Supplied records below:

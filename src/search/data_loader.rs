use anyhow::{Context, Result};
use csv::{ReaderBuilder, StringRecord};
use log::{info, warn};
use std::path::Path;

use crate::models::NutritionRecord;
use crate::search::NutritionTable;

// Expected column headers of the public food-composition CSV exports
pub const NAME_COL: &str = "식품명";
pub const ALT_NAME_COL: &str = "대표식품명";
pub const CATEGORY_COL: &str = "식품중분류명";
pub const SERVING_COL: &str = "영양성분함량기준량";
pub const KCAL_COL: &str = "에너지(kcal)";

fn parse_optional_f64(s: &str) -> Option<f64> {
    s.trim()
        .replace(',', "")
        .parse::<f64>()
        .ok()
        .filter(|v| v.is_finite())
}

fn column_index(headers: &StringRecord, column: &str) -> Option<usize> {
    headers
        .iter()
        .position(|h| h.trim_start_matches('\u{feff}').trim() == column)
}

fn required_column(headers: &StringRecord, column: &str) -> Result<usize> {
    column_index(headers, column).ok_or_else(|| anyhow::anyhow!("Column '{}' not found", column))
}

/// Loads the rows of one nutrition CSV file, in file order.
pub fn load_nutrition_records(csv_path: &Path) -> Result<Vec<NutritionRecord>> {
    if !csv_path.exists() {
        return Err(anyhow::anyhow!("Nutrition CSV file not found at: {:?}", csv_path));
    }

    let file = std::fs::File::open(csv_path)
        .with_context(|| format!("Failed to open nutrition CSV file at {:?}", csv_path))?;
    let mut rdr = ReaderBuilder::new().has_headers(true).flexible(true).from_reader(file);

    let headers = rdr.headers()?.clone();
    let name_idx = required_column(&headers, NAME_COL)?;
    let serving_idx = required_column(&headers, SERVING_COL)?;
    let kcal_idx = required_column(&headers, KCAL_COL)?;
    let alt_name_idx = column_index(&headers, ALT_NAME_COL);
    let category_idx = column_index(&headers, CATEGORY_COL);

    let field = |record: &StringRecord, idx: Option<usize>| -> String {
        idx.and_then(|i| record.get(i))
            .map(|s| s.trim().to_string())
            .unwrap_or_default()
    };

    let mut records = Vec::new();
    for (row_index, result) in rdr.records().enumerate() {
        let record = result.with_context(|| {
            format!("Failed to read record at row index {} of {:?}", row_index, csv_path)
        })?;

        let name = field(&record, Some(name_idx));
        if name.is_empty() {
            warn!("Skipping row {} of {:?}: empty food name", row_index + 1, csv_path);
            continue;
        }

        let Some(kcal) = record.get(kcal_idx).and_then(parse_optional_f64) else {
            warn!(
                "Skipping '{}' (row {} of {:?}): unreadable kcal value",
                name,
                row_index + 1,
                csv_path
            );
            continue;
        };

        records.push(NutritionRecord {
            name,
            alt_name: field(&record, alt_name_idx),
            category_name: field(&record, category_idx),
            reference_serving: field(&record, Some(serving_idx)),
            reference_calories: kcal,
        });
    }

    Ok(records)
}

/// Loads and concatenates several nutrition CSV files into one table.
pub fn load_nutrition_table<P: AsRef<Path>>(csv_paths: &[P]) -> Result<NutritionTable> {
    let mut all_records = Vec::new();
    for path in csv_paths {
        let path = path.as_ref();
        let records = load_nutrition_records(path)
            .with_context(|| format!("Failed to load nutrition data from {:?}", path))?;
        info!("Loaded {} nutrition records from {:?}", records.len(), path);
        all_records.extend(records);
    }

    if all_records.is_empty() {
        return Err(anyhow::anyhow!("No valid nutrition data loaded"));
    }

    Ok(NutritionTable::new(all_records))
}

#[cfg(test)]
mod tests {
    use super::*;
    use std::io::Write;
    use tempfile::NamedTempFile;

    fn header_line() -> String {
        format!("{},{},{},{},{}", NAME_COL, ALT_NAME_COL, CATEGORY_COL, SERVING_COL, KCAL_COL)
    }

    fn create_test_csv_file() -> Result<NamedTempFile> {
        let mut file = NamedTempFile::new()?;
        writeln!(file, "{}", header_line())?;
        writeln!(file, "닭가슴살,닭고기,육류,100g,109")?;
        writeln!(file, "우유,우유,유제품,100ml,65.5")?;
        writeln!(file, ",,,100g,10")?; // Empty name
        writeln!(file, "알수없음,,,100g,n/a")?; // Invalid kcal
        writeln!(file, "쌀밥,,,\"1,000g\",\"1,450\"")?;
        file.flush()?;
        Ok(file)
    }

    #[test]
    fn test_load_nutrition_records_success() -> Result<()> {
        let file = create_test_csv_file()?;
        let records = load_nutrition_records(file.path())?;

        assert_eq!(records.len(), 3); // empty-name and invalid-kcal rows skipped

        assert_eq!(records[0].name, "닭가슴살");
        assert_eq!(records[0].alt_name, "닭고기");
        assert_eq!(records[0].category_name, "육류");
        assert_eq!(records[0].reference_serving, "100g");
        assert_eq!(records[0].reference_calories, 109.0);

        assert_eq!(records[1].reference_calories, 65.5);
        assert_eq!(records[2].reference_calories, 1450.0);
        Ok(())
    }

    #[test]
    fn test_load_skips_non_finite_kcal() -> Result<()> {
        let mut file = NamedTempFile::new()?;
        writeln!(file, "{},{},{}", NAME_COL, SERVING_COL, KCAL_COL)?;
        writeln!(file, "a,100g,NaN")?;
        writeln!(file, "b,100g,inf")?;
        writeln!(file, "c,100g,-infinity")?;
        writeln!(file, "d,100g,42")?;
        file.flush()?;

        let records = load_nutrition_records(file.path())?;
        assert_eq!(records.len(), 1);
        assert_eq!(records[0].name, "d");
        assert_eq!(records[0].reference_calories, 42.0);
        Ok(())
    }

    #[test]
    fn test_load_without_optional_columns() -> Result<()> {
        let mut file = NamedTempFile::new()?;
        writeln!(file, "\u{feff}{},{},{}", NAME_COL, SERVING_COL, KCAL_COL)?;
        writeln!(file, "사과,100g,52")?;
        file.flush()?;

        let records = load_nutrition_records(file.path())?;
        assert_eq!(records.len(), 1);
        assert_eq!(records[0].name, "사과");
        assert!(records[0].alt_name.is_empty());
        assert!(records[0].category_name.is_empty());
        Ok(())
    }

    #[test]
    fn test_load_missing_column() -> Result<()> {
        let mut file = NamedTempFile::new()?;
        writeln!(file, "{},{}", NAME_COL, SERVING_COL)?;
        writeln!(file, "사과,100g")?;
        file.flush()?;

        let result = load_nutrition_records(file.path());
        assert!(result.is_err());
        assert!(result
            .unwrap_err()
            .to_string()
            .contains(&format!("Column '{}' not found", KCAL_COL)));
        Ok(())
    }

    #[test]
    fn test_load_table_concatenates_in_order() -> Result<()> {
        let first = create_test_csv_file()?;
        let mut second = NamedTempFile::new()?;
        writeln!(second, "{}", header_line())?;
        writeln!(second, "고등어,고등어,어류,100g,183")?;
        second.flush()?;

        let table = load_nutrition_table(&[first.path(), second.path()])?;
        assert_eq!(table.len(), 4);
        assert_eq!(table.records()[3].name, "고등어");
        Ok(())
    }

    #[test]
    fn test_load_table_with_only_headers_fails() -> Result<()> {
        let mut file = NamedTempFile::new()?;
        writeln!(file, "{}", header_line())?;
        file.flush()?;

        let result = load_nutrition_table(&[file.path()]);
        assert!(result.is_err());
        assert!(result.unwrap_err().to_string().contains("No valid nutrition data loaded"));
        Ok(())
    }

    #[test]
    fn test_load_file_not_found() {
        let path = Path::new("this_file_does_not_exist.csv");
        let result = load_nutrition_records(path);
        assert!(result.is_err());
        assert!(result.unwrap_err().to_string().contains("Nutrition CSV file not found"));
    }
}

End of Supplied records.

## What to produce
Using the material, find how many lines hold the word "StringRecord". Give the number by itself.

## Exercise result
4